> Task instructions: Report all lines from the entries below in which "CurvePoint" appears.

> Task input:
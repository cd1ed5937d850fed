extern crate quick_error;

mod internal;
pub mod pre;

pub mod bootstrap;
pub mod config;
pub mod decrypt;
pub mod errors;
pub mod grant;
pub mod keystore;
pub mod message_kit;
pub mod network;
pub mod participant;
pub mod policy;
pub mod workdir;

pub use crate::bootstrap::generate_mayank;
pub use crate::decrypt::{decrypting_msg, PolicyPayload};
pub use crate::errors::{ReaderErrors, Result};
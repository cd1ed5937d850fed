//! Policy author side: derives per-label policy keys and splits the
//! re-encryption key for a recipient.

use crate::errors::Result;
use crate::policy::PolicyMetadata;
use crate::pre::{
    generate_kfrags, hash_to_scalar, CurvePoint, KFrag, KFragMode, KeyPair, Params, Signer,
};

use std::rc::Rc;

use tracing::debug;

pub struct PolicyAuthor {
    master: KeyPair,
    signer: Signer,
}

/// Everything the network needs to enact a policy for one recipient.
pub struct Grant {
    pub label: Vec<u8>,
    pub policy_pubkey: CurvePoint,
    pub threshold: usize,
    pub kfrags: Vec<KFrag>,
}

impl PolicyAuthor {
    pub fn new(params: &Rc<Params>) -> Self {
        PolicyAuthor {
            master: KeyPair::new(params),
            signer: Signer::new(params),
        }
    }

    pub fn verifying_key(&self) -> &CurvePoint {
        self.signer.public_key()
    }

    /// Same label, same key pair.
    pub fn derive_policy_keypair(&self, label: &[u8]) -> KeyPair {
        let mut seed = self.master.private_key().to_bytes();
        seed.extend_from_slice(label);
        KeyPair::from_secret(hash_to_scalar(&seed, self.master.public_key().params()))
    }

    pub fn grant(
        &self,
        recipient_pk: &CurvePoint,
        label: &[u8],
        threshold: usize,
        shares: usize,
    ) -> Result<Grant> {
        let policy_keys = self.derive_policy_keypair(label);
        let kfrags = generate_kfrags(
            &policy_keys,
            recipient_pk,
            threshold,
            shares,
            &self.signer,
            KFragMode::DelegatingAndReceiving,
        )?;
        debug!(
            "Granted {}-of-{} policy for label {:?}",
            threshold,
            shares,
            String::from_utf8_lossy(label)
        );
        Ok(Grant {
            label: label.to_vec(),
            policy_pubkey: policy_keys.public_key().clone(),
            threshold,
            kfrags,
        })
    }

    /// The record recipients bootstrap from.
    pub fn metadata(&self, grant: &Grant) -> PolicyMetadata {
        PolicyMetadata::new(
            &grant.policy_pubkey,
            self.verifying_key(),
            &String::from_utf8_lossy(&grant.label),
        )
    }
}

#[cfg(test)]
mod tests {
    use super::*;
    use crate::errors::ReaderErrors;
    use crate::pre::{new_standard_params, PreErrors};

    #[test]
    fn policy_keys_are_per_label() {
        let params = new_standard_params();
        let author = PolicyAuthor::new(&params);

        let a = author.derive_policy_keypair(b"heart-data");
        let again = author.derive_policy_keypair(b"heart-data");
        let b = author.derive_policy_keypair(b"sleep-data");
        assert_eq!(a.public_key(), again.public_key());
        assert!(a.public_key() != b.public_key());
    }

    #[test]
    fn grant_matches_metadata() {
        let params = new_standard_params();
        let author = PolicyAuthor::new(&params);
        let bob = KeyPair::new(&params);

        let grant = author.grant(bob.public_key(), b"heart-data", 2, 3).expect("grant");
        assert_eq!(grant.kfrags.len(), 3);
        for kfrag in &grant.kfrags {
            let valid = kfrag
                .verify(
                    author.verifying_key(),
                    Some(&grant.policy_pubkey),
                    Some(bob.public_key()),
                )
                .expect("verify");
            assert!(valid);
        }

        let decoded = author.metadata(&grant).decode(&params).expect("decode");
        assert_eq!(decoded.policy_pubkey, grant.policy_pubkey);
        assert_eq!(&decoded.author_verifying_key, author.verifying_key());
        assert_eq!(decoded.label, b"heart-data".to_vec());
    }

    #[test]
    fn bad_threshold() {
        let params = new_standard_params();
        let author = PolicyAuthor::new(&params);
        let bob = KeyPair::new(&params);
        assert!(matches!(
            author.grant(bob.public_key(), b"x", 4, 3),
            Err(ReaderErrors::Pre(PreErrors::InvalidKFragThreshold))
        ));
    }
}
//! Bootstrap of the recipient participant from a policy metadata file.

use crate::config::Config;
use crate::errors::Result;
use crate::keystore::KeySource;
use crate::network::{Middleware, SeedNode};
use crate::participant::{DecryptingPower, Participant, Powers, SigningPower};
use crate::policy::PolicyMetadata;
use crate::pre::{new_standard_params, CurvePoint};
use crate::workdir::WorkDir;

use tracing::info;

/// Builds the participant and joins the policy described by the metadata
/// file.
///
/// Returns `(participant, policy_pubkey, author_verifying_key, label)`.
pub fn generate_mayank<M, K>(
    config: &Config,
    key_source: &K,
    middleware: M,
) -> Result<(Participant<M>, CurvePoint, CurvePoint, Vec<u8>)>
where
    M: Middleware,
    K: KeySource + ?Sized,
{
    let workdir = WorkDir::acquire(&config.workdir)?;
    let seed = SeedNode::parse(&config.seed_uri)?;
    let params = new_standard_params();

    let (decrypting, signing) = key_source.load(&params)?;
    let powers = Powers {
        decrypting: DecryptingPower(decrypting),
        signing: SigningPower(signing),
    };
    let options = config.participant_options();
    let mut mayank = Participant::new(seed, powers, middleware, workdir, options)?;
    info!("Participant ready, seeded from {}", mayank.seed());

    let policy = PolicyMetadata::load(&config.metadata_path)?.decode(&params)?;
    mayank.join_policy(&policy.label, &policy.policy_pubkey, &policy.author_verifying_key)?;

    Ok((mayank, policy.policy_pubkey, policy.author_verifying_key, policy.label))
}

> Written answer:
    generate_kfrags, hash_to_scalar, CurvePoint, KFrag, KFragMode, KeyPair, Params, Signer,
    pub policy_pubkey: CurvePoint,
    pub fn verifying_key(&self) -> &CurvePoint {
        recipient_pk: &CurvePoint,
use crate::pre::{new_standard_params, CurvePoint};
) -> Result<(Participant<M>, CurvePoint, CurvePoint, Vec<u8>)>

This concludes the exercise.